### Work instructions
Copy, word for word, the lines of the entries below between the one with "fn fmt(&self, f: &mut" and the one with "#[async_trait]", inclusive, and leave out everything else.

### Excerpted records
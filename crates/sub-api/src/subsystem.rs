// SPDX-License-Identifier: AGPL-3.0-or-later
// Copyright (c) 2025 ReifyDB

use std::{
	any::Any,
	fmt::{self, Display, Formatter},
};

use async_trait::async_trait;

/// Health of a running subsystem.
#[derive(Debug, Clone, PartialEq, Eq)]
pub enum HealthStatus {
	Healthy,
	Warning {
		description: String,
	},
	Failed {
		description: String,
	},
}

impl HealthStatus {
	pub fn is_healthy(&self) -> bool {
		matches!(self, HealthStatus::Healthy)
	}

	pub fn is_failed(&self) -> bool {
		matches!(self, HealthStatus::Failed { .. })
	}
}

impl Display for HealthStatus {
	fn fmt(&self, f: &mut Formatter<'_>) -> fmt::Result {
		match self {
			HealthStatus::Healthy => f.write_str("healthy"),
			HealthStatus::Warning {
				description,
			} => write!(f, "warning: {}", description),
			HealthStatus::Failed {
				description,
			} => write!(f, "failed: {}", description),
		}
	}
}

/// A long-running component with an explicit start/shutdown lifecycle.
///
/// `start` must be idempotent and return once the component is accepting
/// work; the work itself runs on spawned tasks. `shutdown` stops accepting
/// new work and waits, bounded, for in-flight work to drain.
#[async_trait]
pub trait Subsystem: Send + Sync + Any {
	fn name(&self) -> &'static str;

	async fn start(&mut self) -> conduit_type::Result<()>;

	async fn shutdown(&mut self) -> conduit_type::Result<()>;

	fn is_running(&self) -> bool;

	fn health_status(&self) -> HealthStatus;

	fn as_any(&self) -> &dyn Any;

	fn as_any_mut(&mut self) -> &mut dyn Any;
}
==
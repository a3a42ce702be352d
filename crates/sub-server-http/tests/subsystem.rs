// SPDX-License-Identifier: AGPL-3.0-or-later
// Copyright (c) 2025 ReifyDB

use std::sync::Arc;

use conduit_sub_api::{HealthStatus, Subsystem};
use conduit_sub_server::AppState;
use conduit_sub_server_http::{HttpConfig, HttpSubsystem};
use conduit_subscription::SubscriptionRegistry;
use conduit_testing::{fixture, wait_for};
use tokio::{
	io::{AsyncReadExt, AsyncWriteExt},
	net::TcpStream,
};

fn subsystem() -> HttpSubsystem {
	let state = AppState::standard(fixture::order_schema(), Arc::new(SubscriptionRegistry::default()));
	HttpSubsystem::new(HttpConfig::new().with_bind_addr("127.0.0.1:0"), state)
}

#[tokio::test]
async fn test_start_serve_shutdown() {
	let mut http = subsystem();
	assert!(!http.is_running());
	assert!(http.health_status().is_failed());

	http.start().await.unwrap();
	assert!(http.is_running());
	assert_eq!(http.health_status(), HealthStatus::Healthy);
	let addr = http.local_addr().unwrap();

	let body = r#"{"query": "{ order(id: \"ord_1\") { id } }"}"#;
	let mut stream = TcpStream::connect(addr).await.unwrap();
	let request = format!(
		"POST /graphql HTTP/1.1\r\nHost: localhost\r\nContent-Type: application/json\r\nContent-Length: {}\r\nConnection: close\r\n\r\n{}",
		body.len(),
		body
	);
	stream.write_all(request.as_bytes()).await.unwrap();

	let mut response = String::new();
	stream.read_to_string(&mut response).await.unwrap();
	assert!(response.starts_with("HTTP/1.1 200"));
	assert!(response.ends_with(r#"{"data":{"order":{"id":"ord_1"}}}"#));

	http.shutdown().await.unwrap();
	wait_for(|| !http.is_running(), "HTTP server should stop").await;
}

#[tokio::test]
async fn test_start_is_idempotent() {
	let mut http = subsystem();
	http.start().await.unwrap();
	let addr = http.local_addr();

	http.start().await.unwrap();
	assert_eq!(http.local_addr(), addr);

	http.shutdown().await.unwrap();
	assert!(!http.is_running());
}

### Reply to the task
	fn fmt(&self, f: &mut Formatter<'_>) -> fmt::Result {
		match self {
			HealthStatus::Healthy => f.write_str("healthy"),
			HealthStatus::Warning {
				description,
			} => write!(f, "warning: {}", description),
			HealthStatus::Failed {
				description,
			} => write!(f, "failed: {}", description),
		}
	}
}

/// A long-running component with an explicit start/shutdown lifecycle.
///
/// `start` must be idempotent and return once the component is accepting
/// work; the work itself runs on spawned tasks. `shutdown` stops accepting
/// new work and waits, bounded, for in-flight work to drain.
#[async_trait]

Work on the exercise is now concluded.